§ **Action item**:
Scan the data, and whenever a line contains "InvalidOpcode", copy it.

§ **Saved data entries**:

- - - - - - -

/// Decodes the instruction stream and checks every constant-pool operand
/// against the kind of constant its opcode requires.
pub fn decode_instructions(
    code: &[u8],
    pool: &ConstantPool,
) -> Result<Vec<Instruction>, ClassFormatError> {
    use opcodes::*;

    let mut reader = ByteReader::new(code);
    let mut instructions = Vec::new();

    while reader.remaining() > 0 {
        // Code length is capped well below u32::MAX.
        let offset = reader.position() as u32;
        let opcode = reader.u8()?;
        let kind = match opcode {
            INVOKEVIRTUAL | INVOKESPECIAL | INVOKESTATIC => {
                let index = reader.u16()?;
                pool.method_ref(index)?;
                InstructionKind::Invoke { index }
            }
            INVOKEINTERFACE => {
                let index = reader.u16()?;
                reader.skip(2)?;
                match pool.method_ref(index)? {
                    (_, true) => InstructionKind::Invoke { index },
                    (_, false) => {
                        return Err(ClassFormatError::WrongConstantKind {
                            index,
                            expected: "InterfaceMethodref",
                        });
                    }
                }
            }
            INVOKEDYNAMIC => {
                let index = reader.u16()?;
                reader.skip(2)?;
                match pool.get(index)? {
                    Constant::InvokeDynamic { .. } => InstructionKind::InvokeDynamic { index },
                    _ => {
                        return Err(ClassFormatError::WrongConstantKind {
                            index,
                            expected: "InvokeDynamic",
                        });
                    }
                }
            }
            GETSTATIC..=PUTFIELD => {
                let index = reader.u16()?;
                pool.field_ref(index)?;
                InstructionKind::FieldAccess { index }
            }
            NEW | ANEWARRAY | CHECKCAST | INSTANCEOF => {
                let index = reader.u16()?;
                pool.class_name(index)?;
                InstructionKind::TypeReference { index }
            }
            MULTIANEWARRAY => {
                let index = reader.u16()?;
                reader.skip(1)?;
                pool.class_name(index)?;
                InstructionKind::TypeReference { index }
            }
            LDC | LDC_W => {
                let index = if opcode == LDC {
                    u16::from(reader.u8()?)
                } else {
                    reader.u16()?
                };
                if !pool.get(index)?.is_single_slot_loadable() {
                    return Err(ClassFormatError::WrongConstantKind {
                        index,
                        expected: "loadable constant",
                    });
                }
                InstructionKind::LoadConstant { index }
            }
            LDC2_W => {
                let index = reader.u16()?;
                match pool.get(index)? {
                    Constant::Long(_) | Constant::Double(_) => {}
                    Constant::Dynamic { descriptor, .. } if matches!(descriptor.as_str(), "J" | "D") => {}
                    _ => {
                        return Err(ClassFormatError::WrongConstantKind {
                            index,
                            expected: "Long or Double",
                        });
                    }
                }
                InstructionKind::LoadConstant { index }
            }
            TABLESWITCH => {
                skip_switch_padding(&mut reader)?;
                reader.skip(4)?;
                let low = reader.i32()?;
                let high = reader.i32()?;
                if high < low {
                    return Err(ClassFormatError::InvalidSwitch {
                        kind: "tableswitch",
                        offset,
                    });
                }
                let entries = (i64::from(high) - i64::from(low) + 1) as usize;
                reader.skip(entries.saturating_mul(4))?;
                InstructionKind::Other
            }
            LOOKUPSWITCH => {
                skip_switch_padding(&mut reader)?;
                reader.skip(4)?;
                let pairs = reader.i32()?;
                if pairs < 0 {
                    return Err(ClassFormatError::InvalidSwitch {
                        kind: "lookupswitch",
                        offset,
                    });
                }
                reader.skip((pairs as usize).saturating_mul(8))?;
                InstructionKind::Other
            }
            WIDE => {
                let widened = reader.u8()?;
                match widened {
                    IINC => reader.skip(4)?,
                    ILOAD..=ALOAD | ISTORE..=ASTORE | RET => reader.skip(2)?,
                    _ => {
                        return Err(ClassFormatError::InvalidOpcode {
                            opcode: widened,
                            offset: offset + 1,
                        });
                    }
                }
                InstructionKind::Other
            }
            _ => {
                let operands = fixed_operand_length(opcode)
                    .ok_or(ClassFormatError::InvalidOpcode { opcode, offset })?;
                reader.skip(operands)?;
                InstructionKind::Other
            }
        };
        instructions.push(Instruction {
            offset,
            opcode,
            kind,
        });
    }

    Ok(instructions)
}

- - - - - - -

§ **Answer box**:
                        return Err(ClassFormatError::InvalidOpcode {
                    .ok_or(ClassFormatError::InvalidOpcode { opcode, offset })?;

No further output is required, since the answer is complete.